Dass Geschichte keine Einbahnstraße ist, macht wiederum Hoffnung, denn Hanna Wróblewska, die von 2010 bis 2021 die Nationale Zachęta Kunstgalerie in Warschau leitete, bevor sie aus politischen Gründen von der PiS-Regierung ihres Amtes enthoben wurde, ist seit Herbst 2024 als Kulturministerin Polens.
Gleichwohl lassen diese Beispiele erkennen, unter welchem Druck nicht nur die einzige Demokratie im Nahen Osten steht, sondern dass es mitunter erheblichen Mut erfordert, sich des eigenen Verstandes ohne Anleitung anderer zu bedienen und Geduld, andere dafür zu gewinnen.
Im bereits zitierten Aufsatz von Levitsky/Way und Ziblatt verweisen die Drei darauf, dass „die autoritäre Offensive der [US-]Regierung eine deutliche Wirkung gezeigt [hat]. Sie hat das Verhalten der Amerikaner verändert und sie dazu gezwungen, zweimal darüber nachzudenken, ob sie sich in der Opposition engagieren, die verfassungsmäßig geschützt sein sollte.“[12]
Kulturstaatsminister Weimer spielt auf der Klaviatur des rechten Kulturkampfs
Im Lichte dessen hat Wolfram Weimer, seit Mai dieses Jahres Beauftragter der Bundesregierung für Kultur und Medien im Range eines Staatsministers im Kanzleramt, in seinem viel beachteten Essay »Verteidigt die Freiheit« in der Süddeutschen Zeitung[13], der Freiheit, die er zu verteidigen sich anschickt, einen Bärendienst erwiesen.
Sabine Rennefanz schrieb zu Weimers Ernennung ebenfalls im Spiegel: „In jeder Regierung muss es ein ideelles Kraftzentrum geben, eine Verankerung im Zeitgeist, oft liefert das der Kanzler selbst, aber nicht immer.“[14] Und fügte hinzu, dass Weimers Aufgabe darin bestehen würde, konservative und nationalliberale Wähler:innen zu binden. Gleichzeitig wirkt er in Rennefanz‘ Augen „mehr wie ein Denker-to-go – der vieles im Stegreif zusammensetzt“, was in ihren Augen nicht zwingend ein Makel sein muss, wenn sie die rhetorische Frage stellt: „Ist er damit nicht der perfekte Ausdruck der Gegenwart, links wie rechts?“[15]
Mit den Extrempunkten links wie rechts verweist die Autorin bereits auf den Standort, an dem sich Weimer selbst positioniert – in der Mitte des Verfassungsbogens und in selben Abstand entfernt von den Rändern, die ihm im bekannten Muster des Hufeisentheorems im Zweifel zusammenwachsen.
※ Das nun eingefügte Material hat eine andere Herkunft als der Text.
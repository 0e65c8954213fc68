//! Character-level scanning of block bodies.
//!
//! Splits text on separators that appear at the top level, i.e. outside of
//! quoted literals, angle-bracket IRIs and `[ ... ]` blank nodes. The scan is
//! iterative and tolerant: unbalanced input never fails, it only changes
//! where the splits land.

use crate::config::DATETIME_MARKERS;

/// Lexical context tracked while scanning.
#[derive(Default)]
struct ScanState {
    in_literal: bool,
    escaped: bool,
    in_iri: bool,
    depth: usize,
}

impl ScanState {
    /// Feed one character. Returns `true` when it sits at the top level.
    fn step(&mut self, c: char) -> bool {
        if self.in_literal {
            if self.escaped {
                self.escaped = false;
            } else if c == '\\' {
                self.escaped = true;
            } else if c == '"' {
                self.in_literal = false;
            }
            return false;
        }
        if self.in_iri {
            if c == '>' {
                self.in_iri = false;
            }
            return false;
        }

        match c {
            '"' => {
                self.in_literal = true;
                false
            }
            '<' => {
                self.in_iri = true;
                false
            }
            '[' => {
                self.depth += 1;
                false
            }
            ']' => {
                self.depth = self.depth.saturating_sub(1);
                false
            }
            _ => self.depth == 0,
        }
    }
}

/// Remove a `#` comment that starts outside literals and IRIs.
pub fn strip_comment(line: &str) -> &str {
    let mut state = ScanState::default();
    for (i, c) in line.char_indices() {
        if c == '#' && !state.in_literal && !state.in_iri {
            return &line[..i];
        }
        state.step(c);
    }
    line
}

/// Split on a separator character found at the top level.
pub fn split_top_level(text: &str, separator: char) -> Vec<&str> {
    let mut parts = Vec::new();
    let mut state = ScanState::default();
    let mut start = 0;

    for (i, c) in text.char_indices() {
        if state.step(c) && c == separator {
            parts.push(&text[start..i]);
            start = i + c.len_utf8();
        }
    }
    parts.push(&text[start..]);
    parts
}

/// Cut the text at the first top-level statement terminator.
///
/// A terminator is a `.` followed by whitespace or the end of input, so
/// decimals and dotted local names are left alone.
pub fn until_terminator(text: &str) -> &str {
    let mut state = ScanState::default();
    for (i, c) in text.char_indices() {
        if state.step(c) && c == '.' {
            let next = text[i + 1..].chars().next();
            if next.is_none_or(char::is_whitespace) {
                return &text[..i];
            }
        }
    }
    text
}

/// Split text into statements at top-level `;` and terminators.
///
/// Used for documents holding several subjects, where [`until_terminator`]
/// would stop at the first one.
pub fn statements(text: &str) -> Vec<&str> {
    let mut parts = Vec::new();
    let mut state = ScanState::default();
    let mut start = 0;

    for (i, c) in text.char_indices() {
        if !state.step(c) {
            continue;
        }
        let is_terminator =
            c == '.' && text[i + 1..].chars().next().is_none_or(char::is_whitespace);
        if c == ';' || is_terminator {
            parts.push(&text[start..i]);
            start = i + 1;
        }
    }
    parts.push(&text[start..]);
    parts.retain(|p| !p.trim().is_empty());
    parts
}

/// A recognized object term.
#[derive(Debug, Clone, PartialEq)]
pub enum Object<'a> {
    /// Literal value, quotes removed (typed literals are kept verbatim).
    Literal(String),
    /// Angle-bracket IRI, brackets removed.
    Iri(&'a str),
    /// Inner text of a `[ ... ]` blank node.
    BlankNode(&'a str),
}

/// Recognize a single object term. Returns `None` for anything else.
pub fn parse_object(text: &str) -> Option<Object<'_>> {
    let text = text.trim();
    match text.chars().next()? {
        '"' => parse_literal(text),
        '<' => {
            let inner = text.strip_prefix('<')?.strip_suffix('>')?;
            if inner.is_empty() || inner.contains(['<', '>']) {
                None
            } else {
                Some(Object::Iri(inner))
            }
        }
        '[' => {
            let inner = text.strip_prefix('[')?.strip_suffix(']')?;
            Some(Object::BlankNode(inner))
        }
        _ => None,
    }
}

fn parse_literal(text: &str) -> Option<Object<'_>> {
    let mut escaped = false;
    let mut close = None;
    for (i, c) in text.char_indices().skip(1) {
        if escaped {
            escaped = false;
        } else if c == '\\' {
            escaped = true;
        } else if c == '"' {
            close = Some(i);
            break;
        }
    }
    let close = close?;
    let rest = text[close + 1..].trim();

    if let Some(datatype) = rest.strip_prefix("^^") {
        // dateTime literals stay verbatim so the renderer can detect them.
        if DATETIME_MARKERS.iter().any(|m| datatype.contains(m)) {
            return Some(Object::Literal(text.to_string()));
        }
        return Some(Object::Literal(unescape(&text[1..close])));
    }
    if rest.is_empty() || rest.starts_with('@') {
        return Some(Object::Literal(unescape(&text[1..close])));
    }
    None
}

fn unescape(raw: &str) -> String {
    let mut out = String::with_capacity(raw.len());
    let mut chars = raw.chars();
    while let Some(c) = chars.next() {
        if c != '\\' {
            out.push(c);
            continue;
        }
        match chars.next() {
            Some('n') => out.push('\n'),
            Some('t') => out.push('\t'),
            Some('r') => out.push('\r'),
            Some(other) => out.push(other),
            None => out.push('\\'),
        }
    }
    out
}

#[cfg(test)]
mod tests {
    use super::*;

    #[test]
    fn test_strip_comment() {
        assert_eq!(strip_comment("# whole line"), "");
        assert_eq!(strip_comment("schema:x \"a\" ; # note"), "schema:x \"a\" ; ");
        assert_eq!(
            strip_comment("schema:url <https://x.org/#frag> ;"),
            "schema:url <https://x.org/#frag> ;"
        );
        assert_eq!(strip_comment("schema:x \"C# rocks\""), "schema:x \"C# rocks\"");
    }

    #[test]
    fn test_split_top_level_respects_nesting() {
        let parts = split_top_level(
            "a <urn:T> ; schema:name \"x;y\" ; schema:p [ schema:q \"1\" ; schema:r \"2\" ]",
            ';',
        );
        assert_eq!(parts.len(), 3);
        assert_eq!(parts[1].trim(), "schema:name \"x;y\"");
        assert!(parts[2].contains("schema:r"));
    }

    #[test]
    fn test_split_top_level_escaped_quote() {
        let parts = split_top_level("\"say \\\"hi, there\\\"\", \"b\"", ',');
        assert_eq!(parts.len(), 2);
    }

    #[test]
    fn test_split_unbalanced_never_panics() {
        let parts = split_top_level("]]] ; [[ ; \"open ; <iri", ';');
        assert_eq!(parts.len(), 2);
    }

    #[test]
    fn test_until_terminator() {
        assert_eq!(until_terminator("schema:n \"a.b\" ."), "schema:n \"a.b\" ");
        assert_eq!(until_terminator("schema:v 1.5 ."), "schema:v 1.5 ");
        assert_eq!(until_terminator("schema:n \"a\""), "schema:n \"a\"");
        assert_eq!(
            until_terminator("schema:n \"a\" . ex:other schema:n \"b\" ."),
            "schema:n \"a\" "
        );
    }

    #[test]
    fn test_statements() {
        let parts = statements("<> a ldp:Container; ldp:contains <a>, <b>.\n<a> stat:size 1.5 .");
        assert_eq!(
            parts.iter().map(|p| p.trim()).collect::<Vec<_>>(),
            vec!["<> a ldp:Container", "ldp:contains <a>, <b>", "<a> stat:size 1.5"]
        );
    }

    #[test]
    fn test_parse_object() {
        assert_eq!(parse_object("\"N\""), Some(Object::Literal("N".into())));
        assert_eq!(parse_object("\"hello\"@en"), Some(Object::Literal("hello".into())));
        assert_eq!(
            parse_object("\"say \\\"hi\\\"\""),
            Some(Object::Literal("say \"hi\"".into()))
        );
        assert_eq!(
            parse_object("\"2024-01-01T00:00:00Z\"^^xsd:dateTime"),
            Some(Object::Literal("\"2024-01-01T00:00:00Z\"^^xsd:dateTime".into()))
        );
        assert_eq!(
            parse_object("\"7\"^^<http://www.w3.org/2001/XMLSchema#integer>"),
            Some(Object::Literal("7".into()))
        );
        assert_eq!(parse_object("<urn:T>"), Some(Object::Iri("urn:T")));
        assert_eq!(
            parse_object("[ schema:q \"1\" ]"),
            Some(Object::BlankNode(" schema:q \"1\" "))
        );
        assert_eq!(parse_object("<>"), None);
        assert_eq!(parse_object("42"), None);
        assert_eq!(parse_object("schema:Thing"), None);
        assert_eq!(parse_object("\"unterminated"), None);
        assert_eq!(parse_object("\"a\" junk"), None);
        assert_eq!(parse_object(""), None);
    }
}
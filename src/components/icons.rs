//! Centralized icon definitions.
//!
//! Icon theme is configured in `config.rs` via `ICON_THEME`.
//! This module maps semantic icon names to the selected theme's icons.

use icondata::Icon;

use crate::config::IconTheme;

// =============================================================================
// Theme Imports
// =============================================================================

mod lucide {
    pub use icondata::{
        LuChevronLeft as ChevronLeft, LuChevronRight as ChevronRight,
        LuCircleAlert as Alert, LuDatabase as Pod, LuExternalLink as ExternalLink,
        LuFile as File, LuFileCode as FileData, LuFileText as FileText, LuFolder as Folder,
        LuHouse as Home, LuImage as FileImage, LuLogOut as Logout, LuMapPin as Location,
        LuPlus as Plus, LuRefreshCw as Refresh, LuUser as User, LuX as Close,
    };
}

mod bootstrap {
    pub use icondata::{
        BsBoxArrowRight as Logout, BsBoxArrowUpRight as ExternalLink,
        BsArrowClockwise as Refresh, BsChevronLeft as ChevronLeft,
        BsChevronRight as ChevronRight, BsDatabase as Pod, BsExclamationCircle as Alert,
        BsFileEarmark as File, BsFileEarmarkCode as FileData,
        BsFileEarmarkImage as FileImage, BsFileEarmarkText as FileText,
        BsFolderFill as Folder, BsGeoAltFill as Location, BsHouseFill as Home,
        BsPerson as User, BsPlusLg as Plus, BsXLg as Close,
    };
}

// =============================================================================
// Icon Constants (selected based on theme)
// =============================================================================

macro_rules! themed_icon {
    ($name:ident, $theme_name:ident) => {
        pub const $name: Icon = match crate::config::ICON_THEME {
            IconTheme::Lucide => lucide::$theme_name,
            IconTheme::Bootstrap => bootstrap::$theme_name,
        };
    };
}

themed_icon!(CHEVRON_LEFT, ChevronLeft);
themed_icon!(CHEVRON_RIGHT, ChevronRight);
themed_icon!(HOME, Home);
themed_icon!(FOLDER, Folder);
themed_icon!(FILE, File);
themed_icon!(FILE_TEXT, FileText);
themed_icon!(FILE_DATA, FileData);
themed_icon!(FILE_IMAGE, FileImage);
themed_icon!(PLUS, Plus);
themed_icon!(REFRESH, Refresh);
themed_icon!(LOGOUT, Logout);
themed_icon!(CLOSE, Close);
themed_icon!(ALERT, Alert);
themed_icon!(EXTERNAL_LINK, ExternalLink);
themed_icon!(USER, User);
themed_icon!(POD, Pod);
themed_icon!(LOCATION, Location);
Im SZ-Essay beklagt Weimer eine doppelte Bedrohung der Kunstfreiheit: von links wie von rechts. Seine Argumentation folgt einem Muster, das in der Politikwissenschaft als „extremistische Äquidistanz“ oder „falsche Symmetrie“ bezeichnet wird – einer Gleichsetzung von Phänomenen, die in Herkunft, Wirkung und demokratischer Gefährlichkeit nicht vergleichbar sind. Während autoritäre Regime systematisch Kunst zensieren, lässt sich für pluralistische Demokratien keine strukturell vergleichbare linke Bedrohung identifizieren.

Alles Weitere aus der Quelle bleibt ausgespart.